One prior art attempt for reducing ladder falls in a trucking application is providing a plurality of steps welded to the frame of a transport vehicle. This method, however, still places the driver and/or operator at risk when ascending up or descending down the ladder (again, especially when the trailer has a head rack that must be climbed around).
Furthermore, since tractors and trailers are sometimes interchangeable, operators will not always have the aforementioned steps available to them (even owner-operators who may be forced to use a rental tractor at times). Consequently, many drivers carry a portable step ladder strapped to the rear of the sleeper portion of the tractor. Often times, however, such portable step ladders are not utilized due to the inconvenience of deploying them when needed. Moreover, the base or feet of such prior art ladders are unstable, in particular, they are prone to inadvertent displacement or shifting from the support area on the ground surface when a user is ascending up or descending down the ladder. The base is also susceptible to slipping in hazardous surface conditions such as rain, snow, ice, etc., and thus, causes the ladder to move and/or topple over.
Another manner of ascending up or descending down the ladder to access a working platform of a flatbed trailer is by climbing up the rim and/or tire of the trailer (or the tractor, whose wheels are under the trailer). This manner, however, is extremely dangerous, especially when hazardous weather conditions such as rain, snow, ice, etc., are present.
Some prior art ladders include attachments permitting a user to access a landing area of a roof or other structure. Such attachments are secured at a distal end opposite the base of the ladder and include a pair of parallel vertical side rails or bars used as handrails for grasping by the user when access to the landing area is required.
The aforementioned design, however, has serious ergonomic drawbacks that lack adequate safety protocols to the user. For instance, such ladders lack any stability control that securely anchors the ladder against a vertically surface such as a wall to and prevent forward and/or lateral displacement of the ladder away from a support area on the ground.

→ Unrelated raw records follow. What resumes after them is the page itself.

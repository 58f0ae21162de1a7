use std::path::Path;

use super::error::SelectError;
use super::io::{classify_extension, read_text};
use super::name::{parse_names_with_minimum, NameRecord, MINIMUM_NAMES};
use super::sample::{sample_unique, RandomIndex};

/// The full upload pathway: classify, read, parse, sample.
///
/// The file kind is checked before `read` is called, so an unsupported file is never read. The
/// file must hold at least `MINIMUM_NAMES` valid names, and at least `k` when more are asked for.
pub fn select_names<F, R>(
    filename: &str,
    read: F,
    k: usize,
    rng: &mut R,
) -> Result<Vec<NameRecord>, SelectError>
where
    F: FnOnce() -> Result<String, SelectError>,
    R: RandomIndex + ?Sized,
{
    let kind = classify_extension(filename).ok_or(SelectError::UnsupportedFileType)?;
    let text = read()?;
    let names = parse_names_with_minimum(&text, kind.delimiter(), k.max(MINIMUM_NAMES))?;

    sample_unique(&names, k, rng)
}

/// `select_names` for a file on disk, classified by its file name.
pub fn select_names_from_path<R>(
    file_path: &Path,
    k: usize,
    rng: &mut R,
) -> Result<Vec<NameRecord>, SelectError>
where
    R: RandomIndex + ?Sized,
{
    let filename = file_path
        .file_name()
        .map(|n| n.to_string_lossy().into_owned())
        .unwrap_or_default();

    select_names(&filename, || read_text(file_path), k, rng)
}

/******************************************************************************/
/* Tests                                                                      */
/******************************************************************************/
//! Email notification for new contact messages
//!
//! After a message is stored, the site owner gets an email through a hosted
//! transactional-email service (EmailJS REST API). The service needs three
//! identifiers; if any is missing, notifications are disabled up front and
//! dispatch is never attempted.

use crate::config::EmailConfig;
use crate::validation::Submission;
use chrono::{DateTime, Utc};
use serde::Serialize;
use std::fmt;
use std::future::Future;
use std::time::Duration;

/// Whether the notification path is usable
#[derive(Debug, Clone, Copy, PartialEq, Eq, Serialize)]
#[serde(rename_all = "kebab-case")]
pub enum EmailStatus {
    Configured,
    NotConfigured,
}

impl fmt::Display for EmailStatus {
    fn fmt(&self, f: &mut fmt::Formatter<'_>) -> fmt::Result {
        match self {
            Self::Configured => write!(f, "configured"),
            Self::NotConfigured => write!(f, "not-configured"),
        }
    }
}

/// Errors that can occur while dispatching a notification
#[derive(Debug)]
pub enum NotifyError {
    /// One or more service identifiers are missing
    NotConfigured,
    /// Request never got a response
    Network(String),
    /// Service answered with a non-success status
    Api { status: u16, message: String },
}

impl fmt::Display for NotifyError {
    fn fmt(&self, f: &mut fmt::Formatter<'_>) -> fmt::Result {
        match self {
            Self::NotConfigured => write!(f, "Email service not configured"),
            Self::Network(msg) => write!(f, "Network error: {}", msg),
            Self::Api { status, message } => write!(f, "Email API error ({}): {}", status, message),
        }
    }
}

impl std::error::Error for NotifyError {}

/// Sends the "new message" email
///
/// Implementations report their status synchronously so callers can skip
/// dispatch without awaiting anything.
pub trait Notifier: Send + Sync {
    fn status(&self) -> EmailStatus;

    fn notify(
        &self,
        submission: &Submission,
        received_at: DateTime<Utc>,
    ) -> impl Future<Output = Result<(), NotifyError>> + Send;
}

/// Variables substituted into the email template
#[derive(Debug, Clone, PartialEq, Eq, Serialize)]
pub struct TemplateParams {
    pub from_name: String,
    pub from_email: String,
    pub message: String,
    pub timestamp: String,
}

impl TemplateParams {
    pub fn new(submission: &Submission, received_at: DateTime<Utc>) -> Self {
        Self {
            from_name: submission.name.clone(),
            from_email: submission.email.clone(),
            message: submission.message.clone(),
            timestamp: received_at
                .format("%A, %B %-d, %Y at %I:%M:%S %p UTC")
                .to_string(),
        }
    }
}

/// Request body for the EmailJS send endpoint
#[derive(Debug, Serialize)]
struct SendRequest<'a> {
    service_id: &'a str,
    template_id: &'a str,
    user_id: &'a str,
    template_params: TemplateParams,
}

/// Resolved service identifiers (only exists when all three are present)
#[derive(Debug, Clone)]
struct Credentials {
    service_id: String,
    template_id: String,
    user_id: String,
}

/// EmailJS REST client
pub struct EmailJsNotifier {
    client: reqwest::Client,
    endpoint: String,
    credentials: Option<Credentials>,
}

impl EmailJsNotifier {
    /// Build from config; a missing identifier yields a disabled notifier
    pub fn new(config: &EmailConfig) -> anyhow::Result<Self> {
        let client = reqwest::Client::builder()
            .timeout(Duration::from_secs(config.timeout_secs))
            .build()?;

        let credentials = match (
            non_empty(&config.service_id),
            non_empty(&config.template_id),
            non_empty(&config.user_id),
        ) {
            (Some(service_id), Some(template_id), Some(user_id)) => Some(Credentials {
                service_id: service_id.to_string(),
                template_id: template_id.to_string(),
                user_id: user_id.to_string(),
            }),
            _ => {
                tracing::warn!(
                    "Email notifications disabled, missing: {}",
                    config.missing().join(", ")
                );
                None
            }
        };

        Ok(Self {
            client,
            endpoint: format!("{}/api/v1.0/email/send", config.api_url.trim_end_matches('/')),
            credentials,
        })
    }
}

impl Notifier for EmailJsNotifier {
    fn status(&self) -> EmailStatus {
        if self.credentials.is_some() {
            EmailStatus::Configured
        } else {
            EmailStatus::NotConfigured
        }
    }

    async fn notify(
        &self,
        submission: &Submission,
        received_at: DateTime<Utc>,
    ) -> Result<(), NotifyError> {
        let credentials = self.credentials.as_ref().ok_or(NotifyError::NotConfigured)?;

        let body = SendRequest {
            service_id: &credentials.service_id,
            template_id: &credentials.template_id,
            user_id: &credentials.user_id,
            template_params: TemplateParams::new(submission, received_at),
        };

        let response = self
            .client
            .post(&self.endpoint)
            .json(&body)
            .send()
            .await
            .map_err(|e| NotifyError::Network(e.to_string()))?;

        let status = response.status();
        if !status.is_success() {
            let message = response
                .text()
                .await
                .unwrap_or_else(|_| "Unknown error".to_string());
            return Err(NotifyError::Api {
                status: status.as_u16(),
                message,
            });
        }

        tracing::info!("Email notification sent for message from {}", submission.email);
        Ok(())
    }
}

fn non_empty(value: &Option<String>) -> Option<&str> {
    value.as_deref().map(str::trim).filter(|v| !v.is_empty())
}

Moreover, the use of vertical handgrips does not permit the user to adequately use a power gripping orientation of the hands required to maintain balance without slipping when falling backwards away from the front face of the ladder. Even still, if a power grip is used, it is nonetheless ineffective in the occurrence of a fall from the ladder since a slide of the user's hands will precede out of control, thus causing the user to fall to the ground as a result of the impact load from body's weight.
The configuration and size of the vertical grab bars also make it impossible for a user to encircle them by hand. As a result the hand cannot form adequate gripping power necessary to withstand an impact load of the body if the user slips or loses balance. Accordingly, a “pinch grip” must be used which makes fall safety virtually impossible to achieve. Moreover, the spatial distance between the upper gripping area of the vertical handgrips and the walk through area is ergonomically problematic insofar as it requires the user to assume an unnatural, unsafe and uncomfortable bending position when ascending to the landing area from the ladder or transitioning from the landing area to the ladder. Such bending may actually result in the user falling from the ladder and/or the working platform.
Lastly, the prior art ladders lack the ability to have a user safely ascend/descend from the ladder using 3-point control, i.e., with two feet on the ladder or the ground and one hand one the ladder, or with two feet on the handgrips handles and one foot on the ladder. Any such attempt at three point control will result in the ladder tipping over and/or the user losing balance on the ladder and falling therefrom.
Accordingly, there is a very pressing need to mitigate or otherwise reduce the number of deaths and injuries resulting from falls from a ladder.